Monday, December 23, 2013

Tintin's lost treasures

The best comics from the delights of Tintin to a moving depiction of the Battle of the Somme

From Hergé and the Treasures of Tintin
 

From Hergé and the Treasures of Tintin Photo: Herge/Moulinsart 2013
The saddest thing about the Tintin books is that there aren’t any more of them. So admirers of Hergé’s complex and precise cartooning have to make do with an incessant torrent of books about him instead, while doing their very best to wipe the robotic grins and gleaming beady eyes of Steven Spielberg’s 2011 adaptation from memory. Dominique Maricq’s Hergé and the Treasures of Tintin (Goodman, £30) is the latest in a long and occasionally illustrious line, distinguished from the crowd by the publisher’s decision to interleave large envelopes full of Tintin ephemera that can all be extracted, examined or framed.

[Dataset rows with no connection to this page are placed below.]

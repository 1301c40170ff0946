use std::fmt::Formatter;

#[derive(Debug)]
pub enum StoreError {
    /// No address row with the requested id
    NotFound,
    /// Couldn't check out a connection from the pool
    Pool(r2d2::Error),
    Query(diesel::result::Error),
}

impl std::fmt::Display for StoreError {
    fn fmt(&self, f: &mut Formatter) -> std::fmt::Result {
        match self {
            StoreError::NotFound => write!(f, "Address not found"),
            StoreError::Pool(inner) => {
                write!(f, "Store error: connection unavailable: {}", inner)
            },
            StoreError::Query(inner) => {
                write!(f, "Store error: query failed: {}", inner)
            },
        }
    }
}

impl From<diesel::result::Error> for StoreError {
    fn from(error: diesel::result::Error) -> Self {
        match error {
            diesel::result::Error::NotFound => StoreError::NotFound,
            other => StoreError::Query(other),
        }
    }
}

impl From<r2d2::Error> for StoreError {
    fn from(error: r2d2::Error) -> Self {
        StoreError::Pool(error)
    }
}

Reproductions of Hergé letters, rough drafts, notebook panels, Christmas cards and promo posters lend this book an interest conspicuously missing from its narrative, which is translated from a stuffy French and exhibits a yawning lack of critical acumen: “Rome was not built in a day, and neither were the works of Hergé”, “Things have certainly developed since 1929” and so on. If you don’t need the pull-out material there’s no reason to prefer this over the three volumes of Philippe Goddin’s The Art of Hergé (Turnaround, £28.99).